__Assignment__
Look below and pull out each line with the word "payload".

[The data — start]

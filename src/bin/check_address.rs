//! Looks up one wallet address from the command line and prints its risk summary.
//!
//! Usage: `check_address <address>`

use rust_wallet_risk_api::config::Config;
use rust_wallet_risk_api::handlers::{lookup_address, AppState};
use rust_wallet_risk_api::risk_summary::derive_risk_summary;
use std::env;

#[tokio::main]
async fn main() -> anyhow::Result<()> {
    tracing_subscriber::fmt()
        .with_env_filter(
            tracing_subscriber::EnvFilter::try_from_default_env()
                .unwrap_or_else(|_| "rust_wallet_risk_api=warn".into()),
        )
        .with_writer(std::io::stderr)
        .init();

    let Some(address) = env::args().nth(1) else {
        anyhow::bail!("usage: check_address <address>");
    };

    let config = Config::from_env()?;
    config.require_api_key()?;
    let state = AppState::new(config)?;

    let payload = lookup_address(&state, &address).await?;

    match derive_risk_summary(&payload) {
        Some(summary) => {
            let tag = if summary.is_high_risk { "HIGH RISK" } else { "CAUTION" };
            println!("[{}] {}", tag, summary.message);
        }
        None => {
            println!("No known risk fields in response:");
            println!("{}", serde_json::to_string_pretty(&payload)?);
        }
    }

    Ok(())
}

[The data — finish]

__Solution below__
    let payload = lookup_address(&state, &address).await?;
    match derive_risk_summary(&payload) {
            println!("{}", serde_json::to_string_pretty(&payload)?);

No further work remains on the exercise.